1. Boga grip or similar is better than a net. The net may get in the way when not in use and most of what is netable can be picked up with your hand or boga and you won't want to net the big stuff, best to pull the hook or cut the line.
2. Have everything leashed or tied down. You will likely flip at some point.
3. Practice flipping and re-entry. Know the flipping point of your yak... how far can you lean or the boat pitch before you take a swim.
4. Practice going out and back in through the surf before you have gear and rods on the yak.
5. Once you know the limits of you and your yak... its time to fish. Yes, two to three hours a day is worth taking packing the yak. I bet you will find more time once you've tried it.
6. Only take one or two rods with you until you know what you are doing. Too much stuff will get in the way, especially when fighting the fish circling your boat.

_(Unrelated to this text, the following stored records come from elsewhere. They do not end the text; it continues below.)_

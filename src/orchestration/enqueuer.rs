//! # Task Enqueuer
//!
//! The pipeline's front door: mints a task row and hands its reference to
//! the configured transport. On the stream transport the row is committed
//! first and the reference sent after; on the outbox transport the row and
//! its staged broker event are written in one transaction, so the
//! reference cannot be announced without the row existing (and vice
//! versa).
//!
//! Also serves the status-polling read path, scoped to the owning user.

use sqlx::PgPool;
use tracing::{debug, info, instrument};
use uuid::Uuid;

use crate::config::{OutboxConfig, QueueConfig, QueueTransport};
use crate::error::Result;
use crate::messaging::{IngestQueueClient, IngestTaskMessage};
use crate::models::{IngestTask, IngestTaskSnapshot, NewIngestTask, NewOutboxEvent, OutboxEvent};

/// Creates tasks and dispatches their references.
pub struct IngestTaskEnqueuer {
    pool: PgPool,
    client: IngestQueueClient,
    queue: QueueConfig,
    outbox: OutboxConfig,
}

impl IngestTaskEnqueuer {
    pub fn new(
        pool: PgPool,
        client: IngestQueueClient,
        queue: QueueConfig,
        outbox: OutboxConfig,
    ) -> Self {
        Self {
            pool,
            client,
            queue,
            outbox,
        }
    }

    /// Create a QUEUED task for a document and dispatch its reference on
    /// the configured transport. Returns the snapshot served back to the
    /// caller who triggered the ingestion.
    #[instrument(skip(self))]
    pub async fn enqueue(
        &self,
        user_id: i64,
        document_id: i64,
        file_path: &str,
    ) -> Result<IngestTaskSnapshot> {
        let new_task = NewIngestTask {
            id: Uuid::new_v4(),
            user_id,
            document_id,
            file_path: file_path.to_string(),
        };

        let task = match self.queue.transport {
            QueueTransport::Stream => self.enqueue_stream(&new_task).await?,
            QueueTransport::Outbox => self.enqueue_outbox(&new_task).await?,
        };

        info!(
            task_id = %task.id,
            transport = ?self.queue.transport,
            "Ingest task enqueued"
        );
        Ok(task.snapshot())
    }

    /// Stream transport: commit the row, then send the reference. A send
    /// failure leaves a committed QUEUED row and surfaces the error; a
    /// retried enqueue for the same document creates a fresh task.
    async fn enqueue_stream(&self, new_task: &NewIngestTask) -> Result<IngestTask> {
        let task = IngestTask::create(&self.pool, new_task).await?;

        let message = IngestTaskMessage::new(
            task.id,
            task.user_id,
            task.document_id,
            task.file_path.clone(),
        );
        let delivery_id = self
            .client
            .send(&self.queue.stream_queue, &message.to_wire())
            .await?;
        debug!(task_id = %task.id, delivery_id, "Task reference sent to stream");
        Ok(task)
    }

    /// Outbox transport: the task row and its staged broker event commit
    /// or roll back together.
    async fn enqueue_outbox(&self, new_task: &NewIngestTask) -> Result<IngestTask> {
        let mut tx = self.pool.begin().await?;

        let task = IngestTask::create(&mut *tx, new_task).await?;

        let message = IngestTaskMessage::new(
            task.id,
            task.user_id,
            task.document_id,
            task.file_path.clone(),
        );
        let event = OutboxEvent::create(
            &mut *tx,
            &NewOutboxEvent {
                id: Uuid::new_v4(),
                topic: self.outbox.topic.clone(),
                message_key: task.id.to_string(),
                payload: message.to_wire().to_string(),
            },
        )
        .await?;

        tx.commit().await?;
        debug!(task_id = %task.id, event_id = %event.id, "Task and outbox event staged");
        Ok(task)
    }

    /// Status polling, scoped to the owning user. `None` covers both a
    /// missing task and one belonging to someone else.
    pub async fn task_snapshot(
        &self,
        user_id: i64,
        task_id: Uuid,
    ) -> Result<Option<IngestTaskSnapshot>> {
        let task = IngestTask::find_by_id_for_user(&self.pool, task_id, user_id).await?;
        Ok(task.map(|t| t.snapshot()))
    }
}
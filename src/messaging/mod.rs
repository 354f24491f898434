//! # Messaging Layer
//!
//! Queue transport plumbing: wire payloads, transport error taxonomy, and
//! the pgmq-backed queue client with consumer-group style semantics
//! (ack-required delivery, visibility timeouts, idle-time claiming of
//! abandoned pending entries).

pub mod errors;
pub mod message;
pub mod queue_client;

pub use errors::MessagingError;
pub use message::{BrokerEnvelope, DeadLetterMessage, IngestTaskMessage};
pub use queue_client::{ClaimedDelivery, IngestQueueClient, PendingDelivery};
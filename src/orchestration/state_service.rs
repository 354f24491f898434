//! # Task State Service
//!
//! Encapsulates every legal task state transition. All mutations flow
//! through here so the invariants hold everywhere: `attempt_count` only
//! grows and only via [`IngestTaskStateService::mark_failure`];
//! `next_retry_at` is set exactly while RETRYING; terminal states are
//! never touched again; every transition appends one audit row in the
//! same transaction as the mutation it records.
//!
//! The ownership gate [`IngestTaskStateService::try_mark_running`] is the
//! pipeline's only mutual-exclusion primitive: a single guarded UPDATE
//! whose affected-row count decides the winner. Losing it is not an
//! error, it means another owner holds the task or the task is not due.

use chrono::{DateTime, Duration as ChronoDuration, Utc};
use sqlx::PgPool;
use tracing::{debug, info, warn};

use crate::error::Result;
use crate::ingest::IngestFailure;
use crate::models::{IngestTask, IngestTaskTransition, NewIngestTaskTransition, TaskStatus};
use crate::orchestration::backoff::{truncate_error, RetryPolicy};

/// What a failed attempt resolved to.
#[derive(Debug, Clone, Copy, PartialEq, Eq)]
pub enum FailureDisposition {
    /// Attempts remain; the task is RETRYING with a due time
    Retry,
    /// Budget exhausted; the task is DEAD
    Dead,
}

/// All legal state transitions for ingest tasks.
pub struct IngestTaskStateService {
    pool: PgPool,
    policy: RetryPolicy,
}

impl IngestTaskStateService {
    pub fn new(pool: PgPool, policy: RetryPolicy) -> Self {
        Self { pool, policy }
    }

    pub fn policy(&self) -> &RetryPolicy {
        &self.policy
    }

    /// Attempt to take ownership: QUEUED/RETRYING -> RUNNING iff the
    /// stored status is still eligible and the task is due. Returns false
    /// when another owner already holds the row or it is not yet due.
    pub async fn try_mark_running(
        &self,
        task: &IngestTask,
        now: DateTime<Utc>,
    ) -> Result<bool> {
        let mut tx = self.pool.begin().await?;

        let won = IngestTask::try_mark_running(&mut *tx, task.id, now).await?;
        if !won {
            tx.rollback().await?;
            debug!(task_id = %task.id, "Ownership gate lost or task not due");
            return Ok(false);
        }

        IngestTaskTransition::create(
            &mut *tx,
            &NewIngestTaskTransition {
                task_id: task.id,
                from_status: Some(task.status.clone()),
                to_status: TaskStatus::Running.to_string(),
                attempt_count: task.attempt_count,
                message: None,
            },
            now,
        )
        .await?;

        tx.commit().await?;
        debug!(task_id = %task.id, "Task marked RUNNING");
        Ok(true)
    }

    /// Terminal success: SUCCEEDED, full progress, retry fields cleared.
    pub async fn mark_succeeded(&self, task: &IngestTask, now: DateTime<Utc>) -> Result<()> {
        let mut tx = self.pool.begin().await?;

        IngestTask::mark_succeeded(&mut *tx, task.id, now).await?;
        IngestTaskTransition::create(
            &mut *tx,
            &NewIngestTaskTransition {
                task_id: task.id,
                from_status: Some(TaskStatus::Running.to_string()),
                to_status: TaskStatus::Succeeded.to_string(),
                attempt_count: task.attempt_count,
                message: None,
            },
            now,
        )
        .await?;

        tx.commit().await?;
        info!(task_id = %task.id, "Task SUCCEEDED");
        Ok(())
    }

    /// Record a failed attempt. Increments the attempt count; RETRYING
    /// with an exponential-backoff due time while budget remains, DEAD
    /// once it is exhausted. The error text is truncated before storage.
    pub async fn mark_failure(
        &self,
        task: &IngestTask,
        error: &IngestFailure,
        now: DateTime<Utc>,
    ) -> Result<FailureDisposition> {
        let next_attempt = task.attempt_count.saturating_add(1);
        let message = truncate_error(&error.message);

        let (status, next_retry_at, disposition) = if self.policy.is_exhausted(next_attempt) {
            (TaskStatus::Dead, None, FailureDisposition::Dead)
        } else {
            let delay = self.policy.backoff(next_attempt);
            let due = now
                + ChronoDuration::from_std(delay).unwrap_or_else(|_| ChronoDuration::max_value());
            (TaskStatus::Retrying, Some(due), FailureDisposition::Retry)
        };

        let mut tx = self.pool.begin().await?;

        IngestTask::record_failure(
            &mut *tx,
            task.id,
            status,
            next_attempt,
            &message,
            next_retry_at,
            now,
        )
        .await?;

        IngestTaskTransition::create(
            &mut *tx,
            &NewIngestTaskTransition {
                task_id: task.id,
                from_status: Some(task.status.clone()),
                to_status: status.to_string(),
                attempt_count: next_attempt,
                message: Some(message.clone()),
            },
            now,
        )
        .await?;

        tx.commit().await?;

        match disposition {
            FailureDisposition::Retry => {
                debug!(
                    task_id = %task.id,
                    attempt = next_attempt,
                    next_retry_at = ?next_retry_at,
                    error = %message,
                    "Task attempt failed, will retry"
                );
            }
            FailureDisposition::Dead => {
                warn!(
                    task_id = %task.id,
                    attempt = next_attempt,
                    error = %message,
                    "Task attempts exhausted, marked DEAD"
                );
            }
        }

        Ok(disposition)
    }
}
//! # Ingest Core
//!
//! Asynchronous document-ingestion pipeline: durable per-document task
//! rows, a compare-and-swap ownership gate, exponential-backoff retries
//! with dead-lettering, and two interchangeable delivery transports (a
//! consumer-group style queue with idle-time reclaim, and a transactional
//! outbox relayed to a broker topic).
//!
//! ## Architecture
//!
//! - **models**: task rows, the append-only transition log, outbox events
//! - **messaging**: wire payloads and the pgmq-backed queue client
//! - **orchestration**: state service, per-attempt processor, delivery
//!   loops, and the [`orchestration::IngestPipelineSystem`] composition root
//! - **config**: YAML configuration with environment overlays
//!
//! The actual document processing (extraction, segmentation, embedding)
//! plugs in through [`ingest::DocumentIngestor`]; this crate owns
//! everything from enqueue to terminal state.
//!
//! ## Usage
//!
//! ```rust,no_run
//! use ingest_core::config::ConfigManager;
//! use ingest_core::orchestration::IngestPipelineSystem;
//! # use std::sync::Arc;
//! # async fn example(pool: sqlx::PgPool, ingestor: Arc<dyn ingest_core::ingest::DocumentIngestor>) -> ingest_core::Result<()> {
//! let manager = ConfigManager::load()?;
//! let system = IngestPipelineSystem::start(manager.config().clone(), pool, ingestor).await?;
//! let snapshot = system.enqueuer().enqueue(42, 7, "/data/uploads/doc.pdf").await?;
//! println!("task {} is {}", snapshot.task_id, snapshot.status);
//! # Ok(())
//! # }
//! ```

pub mod config;
pub mod error;
pub mod ingest;
pub mod logging;
pub mod messaging;
pub mod models;
pub mod orchestration;

pub use error::{IngestCoreError, Result};
pub use ingest::{DocumentIngestor, IngestFailure, ProgressSink};
pub use models::{IngestTask, IngestTaskSnapshot, TaskStatus};
pub use orchestration::{IngestPipelineSystem, ProcessingOutcome};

7. Artificial bait... I have never used artificial baits. I read a lot about "fish bites" and hear they work well, I plan to try them this summer. Salty fish like FRESH bait. I recommend catching your bait with a throw net or use a sabiki rig.
8. Try trolling with a large, flashy lure.
9. Whatever you do, you'll have a blast and will want to return soon.
10. One more important item... FLAPS UP!... if you are using a mirage, you must keep the fins up and pinned against the yak other wise you'll hit the sand bar or beach and bend the rods.

Tight lines and bent rods!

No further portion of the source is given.